The employee-employer relationship has fundamentally changed as highlighted by recent terms such as the Great Resignation, the Great Reshuffle or the Great Renegotiation, which have dominated news headlines. Certain employee populations have become accustomed to a flexible working mode; Mercer’s 2022 Global Talent Trends data shows that 64 per cent of employees will only join a company if they provide a remote- or hybrid work model.
This shows that employee expectations from their employer have irrevocably changed. It means we live in a world with a significant gap in the agendas of the individual and companies. Employers must act now to retain and attract key talent. So, what can companies do to address the direct implications of the Great Resignation?
Understanding that the employee-employer dynamic has changed is the first step in providing an attractive working environment. Using the lessons learned from the pandemic and redefining how companies interact with their workforce is key to being a ‘relatable organization’ or, in other words, an organization that makes an effort to be more open, listens carefully to employee issues, uses data to guide action, and takes a bold stance on issues that matter most to its people.
Across the globe, organizations are examining their business through the lens of empathy, intent and societal purpose, which, importantly, must be balanced with the economics of its operations. Based on our data, there are five key drivers that can help your organization become more relatable, and address this fundamental shift.
Reset for relevance
Resetting firstly recognizes that now there is an opportunity to build with a refreshed lens, and design a new work operating model that is built on listening, learning and adapting to address the unmet needs of employees. Organizations that lead by example in terms of their vision, purpose and business strategy will better relate to their employees.
Work in partnership
Our study shows that people no longer want to work for a company, they want to work with a company. This model is focused on reassessing the employee-employer relationship by prioritizing ‘partnering’ over ‘leading’ employees.
Employers that work with their employees to create equitable, transparent and rewarding relationships, and engage in dialogue to define the future of work, whether in terms of pay, hours and work environment, often see enhanced employee commitment and engagement.
Deliver on total-well being
Employees today are more burnt out and stressed than ever before, and this has a direct impact on their emotional, social, and physical health. One in two companies today are introducing mental or emotional well-being strategies, with 38 per cent of executives finding that it delivers measurable returns. It is clear that companies that invest in more people-led initiatives are showcasing their commitment to supporting employee health and acting as compassionate organizations. This, in turn, solidifies employee trust.
Build for employability
Companies that rethink how work is done and map out required future skills will position itself for continued growth. A relatable organization also understands that employees want to grow their skillset; employers that create clear career progression and training plans, and provide opportunities for employees to deploy their newfound skills in the job, will support longevity and loyalty.
Harness collective energy
Energy levels have also dropped significantly, brought about by changes employees have experienced over the last two years. So how do we bring the energy back to the workplace? Companies need to ensure that work-life balance is an immediate priority, an open line of communication between HR is established, and employees are paid fairly and in line with recent market developments.

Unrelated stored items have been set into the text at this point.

//! Text control surface for the voice changer.
//!
//! The binary reads one command per stdin line and turns it into a
//! [`ControlCommand`] with [`ControlCommand::parse`].  Commands map
//! one-to-one onto [`crate::pipeline::AudioPipeline`] operations, plus a few
//! informational ones.
//!
//! # Usage
//!
//! ```
//! use voice_shifter::control::ControlCommand;
//!
//! assert_eq!(ControlCommand::parse("start"), Ok(ControlCommand::Start));
//! assert_eq!(
//!     ControlCommand::parse("profile girl"),
//!     Ok(ControlCommand::Profile("girl".into()))
//! );
//! assert!(ControlCommand::parse("fly").is_err());
//! ```

use thiserror::Error;

// ---------------------------------------------------------------------------
// ControlCommand
// ---------------------------------------------------------------------------

/// One line of user input.
#[derive(Debug, Clone, PartialEq, Eq)]
pub enum ControlCommand {
    Start,
    Stop,
    Toggle,
    /// Select the profile with this id.
    Profile(String),
    /// Print the registry.
    List,
    /// Print state, active profile and counters.
    Status,
    /// Print input and output device names.
    Devices,
    Help,
    Quit,
}

/// Why a line could not be parsed.
#[derive(Debug, Clone, Error, PartialEq, Eq)]
pub enum CommandError {
    #[error("empty command")]
    Empty,

    #[error("unknown command: {0} (try `help`)")]
    Unknown(String),

    #[error("`{0}` needs a profile id, e.g. `{0} girl`")]
    MissingArgument(&'static str),

    #[error("`{command}` takes no arguments, got `{extra}`")]
    UnexpectedArgument {
        command: &'static str,
        extra: String,
    },
}

/// Help text printed for `help`.
pub const HELP: &str = "\
commands:
  start            open the microphone and speaker, begin shifting
  stop             stop and release the devices
  toggle           start if idle, stop otherwise
  profile <id>     select a voice profile (alias: use <id>)
  list             list voice profiles
  status           show state, active profile and counters
  devices          list audio input and output devices
  help             show this text
  quit             stop and exit";

impl ControlCommand {
    /// Parse a line.  Leading/trailing whitespace is ignored and the
    /// command word is case-insensitive; profile ids are lowercased.
    pub fn parse(line: &str) -> Result<Self, CommandError> {
        let mut words = line.split_whitespace();
        let Some(head) = words.next() else {
            return Err(CommandError::Empty);
        };
        let head = head.to_ascii_lowercase();
        let rest: Vec<&str> = words.collect();

        let bare = |command: ControlCommand, name: &'static str| {
            if rest.is_empty() {
                Ok(command)
            } else {
                Err(CommandError::UnexpectedArgument {
                    command: name,
                    extra: rest.join(" "),
                })
            }
        };

        match head.as_str() {
            "start" => bare(ControlCommand::Start, "start"),
            "stop" => bare(ControlCommand::Stop, "stop"),
            "toggle" => bare(ControlCommand::Toggle, "toggle"),
            "list" | "ls" => bare(ControlCommand::List, "list"),
            "status" => bare(ControlCommand::Status, "status"),
            "devices" => bare(ControlCommand::Devices, "devices"),
            "help" | "?" => bare(ControlCommand::Help, "help"),
            "quit" | "exit" => bare(ControlCommand::Quit, "quit"),
            "profile" | "use" => {
                let name = if head == "use" { "use" } else { "profile" };
                match rest.as_slice() {
                    [] => Err(CommandError::MissingArgument(name)),
                    [id] => Ok(ControlCommand::Profile(id.to_ascii_lowercase())),
                    [_, extra @ ..] => Err(CommandError::UnexpectedArgument {
                        command: name,
                        extra: extra.join(" "),
                    }),
                }
            }
            _ => Err(CommandError::Unknown(head)),
        }
    }
}

// ---------------------------------------------------------------------------
// Tests
// ---------------------------------------------------------------------------

#[cfg(test)]
mod tests {
    use super::*;

    #[test]
    fn parse_bare_commands() {
        assert_eq!(ControlCommand::parse("start"), Ok(ControlCommand::Start));
        assert_eq!(ControlCommand::parse("  STOP \n"), Ok(ControlCommand::Stop));
        assert_eq!(ControlCommand::parse("toggle"), Ok(ControlCommand::Toggle));
        assert_eq!(ControlCommand::parse("ls"), Ok(ControlCommand::List));
        assert_eq!(ControlCommand::parse("status"), Ok(ControlCommand::Status));
        assert_eq!(ControlCommand::parse("devices"), Ok(ControlCommand::Devices));
        assert_eq!(ControlCommand::parse("?"), Ok(ControlCommand::Help));
        assert_eq!(ControlCommand::parse("exit"), Ok(ControlCommand::Quit));
    }

    #[test]
    fn parse_profile_and_alias() {
        assert_eq!(
            ControlCommand::parse("profile manbo"),
            Ok(ControlCommand::Profile("manbo".into()))
        );
        assert_eq!(
            ControlCommand::parse("use LOLI"),
            Ok(ControlCommand::Profile("loli".into()))
        );
    }

    #[test]
    fn profile_needs_exactly_one_id() {
        assert_eq!(
            ControlCommand::parse("profile"),
            Err(CommandError::MissingArgument("profile"))
        );
        assert_eq!(
            ControlCommand::parse("use girl loudly"),
            Err(CommandError::UnexpectedArgument {
                command: "use",
                extra: "loudly".into()
            })
        );
    }

    #[test]
    fn bare_commands_reject_arguments() {
        assert_eq!(
            ControlCommand::parse("start now please"),
            Err(CommandError::UnexpectedArgument {
                command: "start",
                extra: "now please".into()
            })
        );
    }

    #[test]
    fn parse_empty_and_unknown() {
        assert_eq!(ControlCommand::parse(""), Err(CommandError::Empty));
        assert_eq!(ControlCommand::parse("   "), Err(CommandError::Empty));
        assert_eq!(
            ControlCommand::parse("Fly"),
            Err(CommandError::Unknown("fly".into()))
        );
    }

    #[test]
    fn help_mentions_every_command() {
        for word in ["start", "stop", "toggle", "profile", "list", "status", "devices", "quit"] {
            assert!(HELP.contains(word), "help is missing {word}");
        }
    }
}
//! Application settings structs, defaults and TOML persistence.
//!
//! All structs implement `Serialize`, `Deserialize`, `Default` and `Clone`.
//! Missing keys fall back to their defaults, so a hand-written
//! `settings.toml` only needs the values it changes.

use anyhow::{ensure, Result};
use serde::{Deserialize, Serialize};

use super::AppPaths;
use crate::audio::device::MAX_BUFFER_SECS;
use crate::audio::{AudioBackend, StreamSpec, SAMPLE_RATE};

/// Highest sample rate accepted from `settings.toml` (Hz).
pub const MAX_SAMPLE_RATE: u32 = 384_000;

// ---------------------------------------------------------------------------
// AudioConfig
// ---------------------------------------------------------------------------

/// Capture / playback settings.
#[derive(Debug, Clone, PartialEq, Serialize, Deserialize)]
#[serde(default)]
pub struct AudioConfig {
    /// Sample rate in Hz for both directions.
    pub sample_rate: u32,
    /// Bytes per device read/write.  `None` uses the platform minimum.
    pub buffer_size: Option<usize>,
    /// Input device name; `None` means the system default.
    pub input_device: Option<String>,
    /// Output device name; `None` means the system default.
    pub output_device: Option<String>,
}

impl Default for AudioConfig {
    fn default() -> Self {
        Self {
            sample_rate: SAMPLE_RATE,
            buffer_size: None,
            input_device: None,
            output_device: None,
        }
    }
}

impl AudioConfig {
    /// Resolve the stream parameters, asking `backend` for its minimum
    /// buffer size unless one is configured.
    pub fn stream_spec(&self, backend: &dyn AudioBackend) -> StreamSpec {
        let buffer_size = self
            .buffer_size
            .unwrap_or_else(|| backend.min_buffer_size(self.sample_rate));
        StreamSpec::mono_16bit(self.sample_rate, buffer_size)
    }
}

// ---------------------------------------------------------------------------
// ProfileConfig
// ---------------------------------------------------------------------------

/// Voice-profile selection at startup.
#[derive(Debug, Clone, PartialEq, Serialize, Deserialize)]
#[serde(default)]
pub struct ProfileConfig {
    /// Id of the profile active when the application starts.
    pub default_profile: String,
}

impl Default for ProfileConfig {
    fn default() -> Self {
        Self {
            default_profile: "normal".into(),
        }
    }
}

// ---------------------------------------------------------------------------
// AppConfig  (top-level)
// ---------------------------------------------------------------------------

/// Top-level application configuration, serialised as `settings.toml`.
///
/// ```rust,no_run
/// use voice_shifter::config::AppConfig;
///
/// // Returns Default when the file is missing.
/// let config = AppConfig::load().unwrap();
/// println!("starting with {}", config.profile.default_profile);
/// ```
#[derive(Debug, Clone, Default, PartialEq, Serialize, Deserialize)]
#[serde(default)]
pub struct AppConfig {
    pub audio: AudioConfig,
    pub profile: ProfileConfig,
}

impl AppConfig {
    /// Load configuration from the platform-appropriate `settings.toml`.
    ///
    /// Returns `Ok(AppConfig::default())` when the file does not exist yet.
    pub fn load() -> Result<Self> {
        Self::load_from(&AppPaths::new().settings_file)
    }

    /// Load from an explicit path.
    pub fn load_from(path: &std::path::Path) -> Result<Self> {
        if !path.exists() {
            return Ok(Self::default());
        }
        let content = std::fs::read_to_string(path)?;
        let config: Self = toml::from_str(&content)?;
        config.validate()?;
        Ok(config)
    }

    /// Save configuration to the platform-appropriate `settings.toml`,
    /// creating parent directories as needed.
    pub fn save(&self) -> Result<()> {
        self.save_to(&AppPaths::new().settings_file)
    }

    /// Save to an explicit path.
    pub fn save_to(&self, path: &std::path::Path) -> Result<()> {
        if let Some(parent) = path.parent() {
            std::fs::create_dir_all(parent)?;
        }
        let content = toml::to_string_pretty(self)?;
        std::fs::write(path, content)?;
        Ok(())
    }

    /// Reject values no device could honour.
    pub fn validate(&self) -> Result<()> {
        ensure!(self.audio.sample_rate > 0, "audio.sample_rate must be > 0");
        ensure!(
            self.audio.sample_rate <= MAX_SAMPLE_RATE,
            "audio.sample_rate must be <= {MAX_SAMPLE_RATE}"
        );
        if let Some(size) = self.audio.buffer_size {
            let max = StreamSpec::max_buffer_size(self.audio.sample_rate);
            ensure!(size > 0, "audio.buffer_size must be > 0 when set");
            ensure!(
                size <= max,
                "audio.buffer_size must be <= {max} bytes ({MAX_BUFFER_SECS} s at {} Hz)",
                self.audio.sample_rate
            );
        }
        ensure!(
            !self.profile.default_profile.trim().is_empty(),
            "profile.default_profile must not be empty"
        );
        Ok(())
    }
}

// ---------------------------------------------------------------------------
// Tests
// ---------------------------------------------------------------------------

However, some argue that the Great Resignation is a temporary blip as we adjust after lockdowns, and we are on the precipice of a return to the old normal – most recently seen in Elon Musk’s company-wide letter that sparked many conversations on the future of work.
What is true, however, is that we are feeling a seismic shift in the employee-employer relationship and a return to the old normal is hard to foresee. At Mercer, we believe regardless of where organizations stand on this debate, the pandemic has been a great opportunity to hit reset and reexamine entrenched values, and strategies, and take an important step towards creating a positive work culture.